=== Supplied information ===

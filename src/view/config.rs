use serde::{Deserialize, Serialize};

pub const DEFAULT_STACK_NAME: &str = "stackView";

/// Construction options for a `ViewStack`.
#[derive(Debug, Serialize, Deserialize, PartialEq, Eq, Clone)]
#[serde(default)]
pub struct StackConfig {
    /// Number of items to reserve room for up front.
    pub initial_capacity: usize,
    /// Tag used in log lines.
    pub name: String,
}

impl Default for StackConfig {
    fn default() -> Self {
        Self {
            initial_capacity: 0,
            name: DEFAULT_STACK_NAME.to_string(),
        }
    }
}

impl StackConfig {
    pub fn new() -> Self {
        Default::default()
    }

    pub fn with_capacity(mut self, initial_capacity: usize) -> Self {
        self.initial_capacity = initial_capacity;
        self
    }

    pub fn with_name(mut self, name: impl Into<String>) -> Self {
        self.name = name.into();
        self
    }
}
/// Declares an operations enum together with `OP_VARIANTS`, the list of
/// symbol names the operations are exported under.
macro_rules! op_variants {
    ($name: ident<$t: ident>, $($variant_name: ident $(($($arg: ty), *))? => $symbol: literal), *) => {
        lazy_static! {
            pub static ref OP_VARIANTS: Vec<&'static str> = {
                let mut v = Vec::new();
                $(
                    v.push($symbol);
                )*v
            };
        }
        as_item! {
            #[derive(Debug, Clone, PartialEq)]
            pub enum $name<$t> {
                $($variant_name $(($($arg), *))?,)*
            }
        }
    }
}

macro_rules! as_item {
    ($i: item) => {
        $i
    }
}
//! Mesh network node binary.
//!
//! Runs one Bluetooth mesh node: network layer, lower transport and a UDP
//! emulation of the advertising bearer, driven by tokio.

use clap::Parser;
use std::net::SocketAddr;
use std::path::PathBuf;
use tracing::{info, warn};
use tracing_subscriber::EnvFilter;

mod bearer;
mod config;
mod logging;
mod node;
mod scheduler;

use config::MeshConfig;
use logging::MeshLogFormatter;
use node::Node;

/// Bluetooth mesh node over a UDP advertising bearer
#[derive(Parser, Debug)]
#[command(name = "mesh-node", version, about = "Bluetooth mesh network node")]
struct Args {
    /// Configuration file path
    #[arg(long, default_value = "config.yaml")]
    config: PathBuf,

    /// Unicast address of the primary element, e.g. 0x0001
    #[arg(long, value_parser = config::parse_u16)]
    unicast_addr: Option<u16>,

    /// Listen address, e.g. 127.0.0.1:7001
    #[arg(long)]
    listen: Option<SocketAddr>,

    /// Peer bearer address, e.g. 127.0.0.1:7002 (repeatable)
    #[arg(long)]
    peer: Vec<SocketAddr>,

    /// Secure Network beacon interval, e.g. 10s
    #[arg(long)]
    beacon_interval: Option<humantime::Duration>,

    /// Publish the configured payload to this address periodically
    #[arg(long, value_parser = config::parse_u16)]
    publish: Option<u16>,

    /// Publication period, e.g. 5s
    #[arg(long)]
    publish_period: Option<humantime::Duration>,

    /// Publish heartbeats to this address
    #[arg(long, value_parser = config::parse_u16)]
    heartbeat: Option<u16>,

    /// Log level (trace, debug, info, warn, error)
    #[arg(long, default_value = "info")]
    log_level: String,
}

impl Args {
    /// Command line values win over the config file and environment
    fn apply(&self, config: &mut MeshConfig) {
        if let Some(addr) = self.unicast_addr {
            config.unicast_addr = addr;
        }
        if let Some(listen) = self.listen {
            config.listen = listen;
        }
        if !self.peer.is_empty() {
            config.peers = self.peer.clone();
        }
        if let Some(interval) = self.beacon_interval {
            config.beacon_interval = interval.into();
        }
        if let Some(dst) = self.publish {
            config.publish_dst = dst;
        }
        if let Some(period) = self.publish_period {
            config.publish_period = period.into();
        }
        if let Some(dst) = self.heartbeat {
            config.heartbeat_dst = dst;
        }
    }
}

#[tokio::main(flavor = "multi_thread")]
async fn main() -> anyhow::Result<()> {
    let args = Args::parse();

    let mut env_filter = EnvFilter::new("info");
    for krate in [
        "mesh_node",
        "mesh_net",
        "mesh_transport",
        "mesh_subnet",
        "mesh_storage",
        "mesh_wire",
    ] {
        env_filter = env_filter.add_directive(format!("{}={}", krate, args.log_level).parse()?);
    }

    tracing_subscriber::fmt()
        .with_env_filter(env_filter)
        .with_target(false)
        .with_thread_ids(false)
        .with_file(false)
        .with_line_number(false)
        .with_ansi(true)
        .event_format(MeshLogFormatter::new("mesh".to_string()))
        .init();

    info!("Starting mesh node v{}", env!("CARGO_PKG_VERSION"));

    let mut mesh_config = MeshConfig::load_from_file(&args.config)?;
    args.apply(&mut mesh_config);

    let node = Node::start(mesh_config).await?;
    info!("Bearer listening on {}", node.local_addr()?);
    node.run(shutdown_signal()).await?;

    info!("Mesh node stopped");
    Ok(())
}

async fn shutdown_signal() {
    use tokio::signal::unix::{signal, SignalKind};

    let mut sigterm = match signal(SignalKind::terminate()) {
        Ok(sigterm) => sigterm,
        Err(e) => {
            warn!("Failed to install SIGTERM handler: {}", e);
            if let Err(e) = tokio::signal::ctrl_c().await {
                warn!("Failed to wait for SIGINT: {}", e);
            }
            return;
        }
    };

    tokio::select! {
        _ = sigterm.recv() => info!("Received SIGTERM signal"),
        result = tokio::signal::ctrl_c() => match result {
            Ok(()) => info!("Received SIGINT signal"),
            Err(e) => warn!("Failed to wait for SIGINT: {}", e),
        },
    }
}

===

— What to produce —
The lines above, from the start of the records through the one containing "pub fn new()", are to be printed exactly, and nothing else is to be included.

— Task solution —
filename src/view/config.rs
use serde::{Deserialize, Serialize};

pub const DEFAULT_STACK_NAME: &str = "stackView";

/// Construction options for a `ViewStack`.
#[derive(Debug, Serialize, Deserialize, PartialEq, Eq, Clone)]
#[serde(default)]
pub struct StackConfig {
    /// Number of items to reserve room for up front.
    pub initial_capacity: usize,
    /// Tag used in log lines.
    pub name: String,
}

impl Default for StackConfig {
    fn default() -> Self {
        Self {
            initial_capacity: 0,
            name: DEFAULT_STACK_NAME.to_string(),
        }
    }
}

impl StackConfig {
    pub fn new() -> Self {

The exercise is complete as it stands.